Thursday, June 28, 2007

The Dems Latest Attacks on Free Speech

Less than a month before the Democrats rode their tsunami-like wave into power, the leftwing radio company, Air America, filed for Chapter 11 bankruptcy. This should tell you something about the market for liberal talk radio. Rather than compete for audience share, liberals have screamed for government enforced equality.

Enter the Fairness Doctrine.

Issued by the Federal Communications Commission (FCC) in 1949 and repealed in 1985, the Fairness Doctrine ordered broadcasters to give equal time to both sides of controversial issue. Rather than risk enforcement actions and wade through bureaucratic red tape, many broadcasters opted to air non-controversial material, which essentially killed healthy debate and discussion. To preempt liberals from resurrecting the Fairness Doctrine, Rep. Mike Pence (R-Ind.) has introduced the "Broadcaster Freedom Act." The bill strips the FCC of its authority to reinstitute the Fairness Doctrine, effectively codifying the status quo and protecting free speech.

In Democracy in America, Alexis de Tocqueville distinguished democracy from socialism very succinctly when he said, "Democracy extends the sphere of individual freedom, socialism restricts it... Democracy and socialism have nothing in common but one word: equality. But notice the difference: while democracy seeks equality in liberty, socialism seeks equality in restraint and servitude."

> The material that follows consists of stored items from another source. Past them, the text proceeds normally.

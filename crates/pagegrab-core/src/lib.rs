pub mod assistant;
pub mod commit;
pub mod config;
pub mod endpoint;
pub mod grab;
pub mod mode;
pub mod overlay;
pub mod picker;
pub mod state;

// Re-export main types for convenience
pub use assistant::{Assistant, AssistantError, OpencodeClient, PromptRequest};
pub use commit::extract_commit_sha;
pub use config::Config;
pub use endpoint::{ChangeEndpoint, EndpointError, EndpointReply, EndpointRoute};
pub use grab::{build_change_prompt, parse_grab_output};
pub use mode::RunMode;
pub use overlay::{ChangeApi, LocalApiClient, OverlayController, COMMIT_INSTRUCTION};
pub use picker::{ElementPicker, PickerBridge, SelectionHook};
pub use state::{ApiResponse, ChangeRequestBody, CursorPosition, GrabContent, ProcessingState};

If the left wants equal time to express its views on the radio or television, they have the liberty to do so by starting their own programs and shows. In fact, in the larger media world including broadcast TV, public broadcasting, and print, the left predominates. The challenge for them is getting people to listen. To seek parity in talk radio by restraining the freedom of others is neither free, nor equal, nor fair.